Start of THE DATA
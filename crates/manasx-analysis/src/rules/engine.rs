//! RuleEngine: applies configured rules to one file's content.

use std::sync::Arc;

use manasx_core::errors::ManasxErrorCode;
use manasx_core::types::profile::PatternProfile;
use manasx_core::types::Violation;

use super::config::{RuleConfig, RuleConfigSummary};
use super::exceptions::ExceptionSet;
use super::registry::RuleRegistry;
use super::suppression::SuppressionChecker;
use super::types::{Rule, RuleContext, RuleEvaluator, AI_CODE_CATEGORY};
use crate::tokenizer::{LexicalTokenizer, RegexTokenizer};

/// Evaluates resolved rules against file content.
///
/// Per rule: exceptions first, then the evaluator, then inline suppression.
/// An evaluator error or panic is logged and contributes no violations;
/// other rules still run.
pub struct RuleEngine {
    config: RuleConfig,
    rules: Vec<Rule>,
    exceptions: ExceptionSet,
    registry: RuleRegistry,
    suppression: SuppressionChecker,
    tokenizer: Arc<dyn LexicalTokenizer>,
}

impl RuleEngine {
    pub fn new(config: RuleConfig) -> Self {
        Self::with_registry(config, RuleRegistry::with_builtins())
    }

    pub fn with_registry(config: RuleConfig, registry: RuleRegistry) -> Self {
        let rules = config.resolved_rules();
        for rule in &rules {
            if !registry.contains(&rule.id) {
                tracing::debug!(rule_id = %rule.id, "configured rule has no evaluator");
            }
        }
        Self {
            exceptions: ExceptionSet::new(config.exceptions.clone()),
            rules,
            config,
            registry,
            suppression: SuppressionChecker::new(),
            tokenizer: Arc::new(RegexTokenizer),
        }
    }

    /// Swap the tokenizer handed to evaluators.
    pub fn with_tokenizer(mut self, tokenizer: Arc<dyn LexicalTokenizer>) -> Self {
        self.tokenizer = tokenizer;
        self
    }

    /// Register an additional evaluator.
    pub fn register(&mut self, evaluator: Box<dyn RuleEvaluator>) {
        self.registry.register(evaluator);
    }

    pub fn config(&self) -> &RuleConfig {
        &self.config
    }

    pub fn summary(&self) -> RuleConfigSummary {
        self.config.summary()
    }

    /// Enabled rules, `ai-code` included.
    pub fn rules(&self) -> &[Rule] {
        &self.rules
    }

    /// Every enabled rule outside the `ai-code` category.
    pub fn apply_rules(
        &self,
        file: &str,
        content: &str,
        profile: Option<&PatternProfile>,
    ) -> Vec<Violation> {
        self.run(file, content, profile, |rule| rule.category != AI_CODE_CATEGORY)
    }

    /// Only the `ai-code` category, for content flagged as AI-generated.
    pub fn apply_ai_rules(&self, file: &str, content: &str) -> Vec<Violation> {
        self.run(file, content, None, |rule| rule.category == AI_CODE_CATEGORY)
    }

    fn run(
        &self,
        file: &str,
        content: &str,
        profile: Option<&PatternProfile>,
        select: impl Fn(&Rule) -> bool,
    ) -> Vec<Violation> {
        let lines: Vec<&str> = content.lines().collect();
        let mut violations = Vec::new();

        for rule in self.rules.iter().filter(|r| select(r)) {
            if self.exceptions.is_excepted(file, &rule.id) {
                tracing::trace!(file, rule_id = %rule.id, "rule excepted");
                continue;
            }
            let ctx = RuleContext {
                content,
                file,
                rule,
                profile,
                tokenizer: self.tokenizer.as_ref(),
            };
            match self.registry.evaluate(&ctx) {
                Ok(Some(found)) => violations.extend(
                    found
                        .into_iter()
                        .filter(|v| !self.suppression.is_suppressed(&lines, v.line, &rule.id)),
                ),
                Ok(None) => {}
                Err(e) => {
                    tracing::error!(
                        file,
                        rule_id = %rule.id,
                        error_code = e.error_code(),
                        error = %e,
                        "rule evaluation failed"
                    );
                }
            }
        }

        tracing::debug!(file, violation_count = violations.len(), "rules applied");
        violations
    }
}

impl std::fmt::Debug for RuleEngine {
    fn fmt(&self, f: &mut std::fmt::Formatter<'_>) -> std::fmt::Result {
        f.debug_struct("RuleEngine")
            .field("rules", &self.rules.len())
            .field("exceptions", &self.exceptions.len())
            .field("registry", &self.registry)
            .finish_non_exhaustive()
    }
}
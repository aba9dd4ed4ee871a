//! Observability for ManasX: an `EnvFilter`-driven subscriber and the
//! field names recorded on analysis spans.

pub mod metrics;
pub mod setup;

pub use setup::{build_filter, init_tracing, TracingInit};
End of THE DATA
Start of THE DATA
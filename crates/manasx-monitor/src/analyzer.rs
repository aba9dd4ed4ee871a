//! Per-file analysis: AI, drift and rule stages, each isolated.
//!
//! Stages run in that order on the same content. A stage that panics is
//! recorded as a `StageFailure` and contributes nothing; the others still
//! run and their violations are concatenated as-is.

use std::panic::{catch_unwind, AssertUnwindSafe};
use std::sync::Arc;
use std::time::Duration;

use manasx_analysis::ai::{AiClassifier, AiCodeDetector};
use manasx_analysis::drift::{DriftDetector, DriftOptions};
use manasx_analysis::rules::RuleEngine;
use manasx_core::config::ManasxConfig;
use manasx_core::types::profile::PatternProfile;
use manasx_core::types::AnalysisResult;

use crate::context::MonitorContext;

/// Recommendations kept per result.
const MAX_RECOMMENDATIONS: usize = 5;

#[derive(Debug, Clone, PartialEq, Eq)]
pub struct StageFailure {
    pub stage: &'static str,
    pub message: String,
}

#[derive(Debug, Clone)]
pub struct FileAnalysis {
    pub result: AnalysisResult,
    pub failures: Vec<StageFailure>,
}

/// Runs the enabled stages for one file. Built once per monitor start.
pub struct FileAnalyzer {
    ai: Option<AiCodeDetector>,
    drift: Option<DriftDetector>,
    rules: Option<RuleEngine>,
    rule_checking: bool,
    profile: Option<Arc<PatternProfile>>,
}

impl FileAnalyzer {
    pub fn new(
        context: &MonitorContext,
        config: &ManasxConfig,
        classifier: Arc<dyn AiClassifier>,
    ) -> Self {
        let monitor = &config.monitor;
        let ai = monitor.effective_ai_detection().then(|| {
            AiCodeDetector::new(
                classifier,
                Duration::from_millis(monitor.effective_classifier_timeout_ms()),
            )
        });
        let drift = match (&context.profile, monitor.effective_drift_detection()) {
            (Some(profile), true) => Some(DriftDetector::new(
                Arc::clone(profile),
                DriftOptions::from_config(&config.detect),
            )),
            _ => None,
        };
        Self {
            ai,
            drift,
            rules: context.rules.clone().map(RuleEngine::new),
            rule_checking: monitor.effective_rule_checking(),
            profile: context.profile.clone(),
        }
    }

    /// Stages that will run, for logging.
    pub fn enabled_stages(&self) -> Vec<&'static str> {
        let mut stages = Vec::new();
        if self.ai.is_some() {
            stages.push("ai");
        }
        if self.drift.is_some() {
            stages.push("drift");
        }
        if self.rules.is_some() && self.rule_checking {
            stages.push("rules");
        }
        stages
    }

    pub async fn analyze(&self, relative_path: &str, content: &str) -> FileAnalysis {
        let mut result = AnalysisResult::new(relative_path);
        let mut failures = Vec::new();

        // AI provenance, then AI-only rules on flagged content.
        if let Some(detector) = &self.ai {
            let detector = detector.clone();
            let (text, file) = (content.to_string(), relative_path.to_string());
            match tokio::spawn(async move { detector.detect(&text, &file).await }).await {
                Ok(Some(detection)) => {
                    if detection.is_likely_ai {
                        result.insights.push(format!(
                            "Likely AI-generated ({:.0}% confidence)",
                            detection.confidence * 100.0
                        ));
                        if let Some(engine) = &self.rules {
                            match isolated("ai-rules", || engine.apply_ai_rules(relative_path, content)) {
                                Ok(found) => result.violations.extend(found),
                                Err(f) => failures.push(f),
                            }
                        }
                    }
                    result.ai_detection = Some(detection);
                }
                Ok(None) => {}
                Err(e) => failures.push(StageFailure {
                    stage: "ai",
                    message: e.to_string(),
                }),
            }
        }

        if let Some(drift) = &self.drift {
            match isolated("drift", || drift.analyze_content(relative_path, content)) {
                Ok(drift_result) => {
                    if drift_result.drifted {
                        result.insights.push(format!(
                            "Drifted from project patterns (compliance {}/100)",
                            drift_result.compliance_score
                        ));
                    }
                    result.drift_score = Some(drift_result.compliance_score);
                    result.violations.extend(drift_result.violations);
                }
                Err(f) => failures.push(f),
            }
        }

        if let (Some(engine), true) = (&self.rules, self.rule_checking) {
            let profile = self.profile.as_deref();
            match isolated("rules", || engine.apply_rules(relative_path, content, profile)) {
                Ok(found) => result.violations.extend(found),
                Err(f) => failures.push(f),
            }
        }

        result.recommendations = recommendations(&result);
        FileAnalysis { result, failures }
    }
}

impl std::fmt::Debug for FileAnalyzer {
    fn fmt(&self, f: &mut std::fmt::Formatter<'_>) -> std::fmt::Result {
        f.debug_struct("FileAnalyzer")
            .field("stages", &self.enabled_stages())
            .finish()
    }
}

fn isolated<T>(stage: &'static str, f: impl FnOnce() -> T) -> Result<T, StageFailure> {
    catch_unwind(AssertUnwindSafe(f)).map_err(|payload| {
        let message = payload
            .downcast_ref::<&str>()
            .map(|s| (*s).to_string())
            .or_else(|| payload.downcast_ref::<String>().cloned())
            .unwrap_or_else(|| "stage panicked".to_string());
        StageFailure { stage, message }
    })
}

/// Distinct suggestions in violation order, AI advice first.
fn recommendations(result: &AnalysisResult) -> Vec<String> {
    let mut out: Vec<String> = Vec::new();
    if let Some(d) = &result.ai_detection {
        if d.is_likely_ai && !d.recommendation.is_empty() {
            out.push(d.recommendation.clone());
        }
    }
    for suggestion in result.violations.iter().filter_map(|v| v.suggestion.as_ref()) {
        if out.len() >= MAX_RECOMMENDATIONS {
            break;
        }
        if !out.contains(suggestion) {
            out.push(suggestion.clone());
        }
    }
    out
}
End of THE DATA
• [WORK INSTRUCTIONS] Working from the records above, write out verbatim only the lines from the line containing "#[derive(Debug, Clone)]" through the line containing "run, for logging.".

• [RESULT]
#[derive(Debug, Clone)]
pub struct FileAnalysis {
    pub result: AnalysisResult,
    pub failures: Vec<StageFailure>,
}

/// Runs the enabled stages for one file. Built once per monitor start.
pub struct FileAnalyzer {
    ai: Option<AiCodeDetector>,
    drift: Option<DriftDetector>,
    rules: Option<RuleEngine>,
    rule_checking: bool,
    profile: Option<Arc<PatternProfile>>,
}

impl FileAnalyzer {
    pub fn new(
        context: &MonitorContext,
        config: &ManasxConfig,
        classifier: Arc<dyn AiClassifier>,
    ) -> Self {
        let monitor = &config.monitor;
        let ai = monitor.effective_ai_detection().then(|| {
            AiCodeDetector::new(
                classifier,
                Duration::from_millis(monitor.effective_classifier_timeout_ms()),
            )
        });
        let drift = match (&context.profile, monitor.effective_drift_detection()) {
            (Some(profile), true) => Some(DriftDetector::new(
                Arc::clone(profile),
                DriftOptions::from_config(&config.detect),
            )),
            _ => None,
        };
        Self {
            ai,
            drift,
            rules: context.rules.clone().map(RuleEngine::new),
            rule_checking: monitor.effective_rule_checking(),
            profile: context.profile.clone(),
        }
    }

    /// Stages that will run, for logging.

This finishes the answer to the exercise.